Wilm Andreas, Mainz Indra, Steger Gerhard
Institut für Physikalische Biologie, Heinrich-Heine-Universität Düsseldorf, Universitätsstr, 1, 40225 Düsseldorf, Germany.
Algorithms Mol Biol. 2006 Oct 24;1:19. doi: 10.1186/1748-7188-1-19.
The performance of alignment programs is traditionally tested on sets of protein sequences, of which a reference alignment is known. Conclusions drawn from such protein benchmarks do not necessarily hold for the RNA alignment problem, as was demonstrated in the first RNA alignment benchmark published so far. For example, the twilight zone - the similarity range where alignment quality drops drastically - starts at 60 % for RNAs in comparison to 20 % for proteins. In this study we enhance the previous benchmark.
The RNA sequence sets in the benchmark database are taken from an increased number of RNA families to avoid unintended impact by using only a few families. The size of sets varies from 2 to 15 sequences to assess the influence of the number of sequences on program performance. Alignment quality is scored by two measures: one takes into account only nucleotide matches, the other measures structural conservation. The performance order of parameters--like nucleotide substitution matrices and gap-costs--as well as of programs is rated by rank tests.
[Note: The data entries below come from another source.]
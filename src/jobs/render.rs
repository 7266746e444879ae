//! Progress display for job monitoring

use std::io::Write;

use colored::Colorize;

use crate::error::Result;
use crate::jobs::models::JobSummary;

/// Renders one update per poll tick
pub trait ProgressRenderer: Send {
    /// Called for every fetched snapshot, including the final one
    fn tick(&mut self, job_id: u64, summary: &JobSummary) -> Result<()>;

    /// Called once when monitoring stops without a job failure
    fn finish(&mut self, job_id: u64, summary: &JobSummary) -> Result<()>;

    /// Called once before a job failure is reported
    fn failure(&mut self, job_id: u64, summary: &JobSummary) -> Result<()>;
}

/// Pick the renderer for the current output
pub fn select_renderer(is_tty: bool, out: Box<dyn Write + Send>) -> Box<dyn ProgressRenderer> {
    if is_tty {
        Box::new(TtyRenderer::new(out))
    } else {
        Box::new(LineRenderer::new(out))
    }
}

/// Rewrites a single status line in place
pub struct TtyRenderer<W> {
    out: W,
    longest: usize,
    frame: usize,
}

impl<W: Write> TtyRenderer<W> {
    pub fn new(out: W) -> Self {
        Self {
            out,
            longest: 0,
            frame: 0,
        }
    }

    fn clear_line(&mut self) -> Result<()> {
        if self.longest > 0 {
            write!(self.out, "\r{}\r", " ".repeat(self.longest))?;
            self.longest = 0;
        }
        Ok(())
    }
}

impl<W: Write + Send> ProgressRenderer for TtyRenderer<W> {
    fn tick(&mut self, _job_id: u64, summary: &JobSummary) -> Result<()> {
        let dots = ".".repeat(self.frame % 4);
        self.frame += 1;

        let mut line = format!("Current status: {}{}", summary.status, dots);
        if line.len() < self.longest {
            line.push_str(&" ".repeat(self.longest - line.len()));
        } else {
            self.longest = line.len();
        }

        write!(self.out, "\r{}", line)?;
        self.out.flush()?;
        Ok(())
    }

    fn finish(&mut self, _job_id: u64, _summary: &JobSummary) -> Result<()> {
        self.clear_line()?;
        self.out.flush()?;
        Ok(())
    }

    fn failure(&mut self, job_id: u64, summary: &JobSummary) -> Result<()> {
        self.clear_line()?;
        let notice = format!("Job {} failed (status: {}).", job_id, summary.status);
        writeln!(self.out, "{}", notice.red().bold())?;
        self.out.flush()?;
        Ok(())
    }
}

/// Emits one line per tick, suitable for logs and redirected output
pub struct LineRenderer<W> {
    out: W,
}

impl<W: Write> LineRenderer<W> {
    pub fn new(out: W) -> Self {
        Self { out }
    }
}

impl<W: Write + Send> ProgressRenderer for LineRenderer<W> {
    fn tick(&mut self, job_id: u64, summary: &JobSummary) -> Result<()> {
        writeln!(
            self.out,
            "Job {}: {} (elapsed {:.2}s)",
            job_id, summary.status, summary.elapsed
        )?;
        Ok(())
    }

    fn finish(&mut self, _job_id: u64, _summary: &JobSummary) -> Result<()> {
        self.out.flush()?;
        Ok(())
    }

    fn failure(&mut self, job_id: u64, summary: &JobSummary) -> Result<()> {
        writeln!(self.out, "Job {} failed (status: {}).", job_id, summary.status)?;
        self.out.flush()?;
        Ok(())
    }
}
Most sequence alignment programs perform equally well on RNA sequence sets with high sequence identity, that is with an average pairwise sequence identity (APSI) above 75 %. Parameters for gap-open and gap-extension have a large influence on alignment quality lower than APSI < or = 75 %; optimal parameter combinations are shown for several programs. The use of different 4 x 4 substitution matrices improved program performance only in some cases. The performance of iterative programs drastically increases with increasing sequence numbers and/or decreasing sequence identity, which makes them clearly superior to programs using a purely non-iterative, progressive approach. The best sequence alignment programs produce alignments of high quality down to APSI > 55 %; at lower APSI the use of sequence+structure alignment programs is recommended.
比对程序的性能传统上是在已知参考比对的蛋白质序列集上进行测试的。从这类蛋白质基准测试得出的结论不一定适用于RNA比对问题,正如迄今发布的首个RNA比对基准测试所表明的那样。例如,“黄昏区”(比对质量急剧下降的相似性范围)对于RNA而言从60%开始,而对于蛋白质则从20%开始。在本研究中,我们改进了先前的基准测试。
基准数据库中的RNA序列集取自更多数量的RNA家族,以避免仅使用少数家族带来的意外影响。序列集的大小从2到15个序列不等,以评估序列数量对程序性能的影响。比对质量通过两种度量来评分:一种仅考虑核苷酸匹配,另一种度量结构保守性。参数(如核苷酸替换矩阵和空位成本)以及程序的性能顺序通过秩检验来评定。
大多数序列比对程序在具有高序列同一性(即平均成对序列同一性(APSI)高于75%)的RNA序列集上表现相当。空位开放和空位延伸的参数对低于APSI≤75%的比对质量有很大影响;展示了几个程序的最佳参数组合。仅在某些情况下,使用不同的4×4替换矩阵可提高程序性能。迭代程序的性能随着序列数量增加和/或序列同一性降低而急剧提高,这使得它们明显优于使用纯非迭代渐进方法的程序。最佳的序列比对程序能产生低至APSI>55%的高质量比对;在较低的APSI时,建议使用序列+结构比对程序。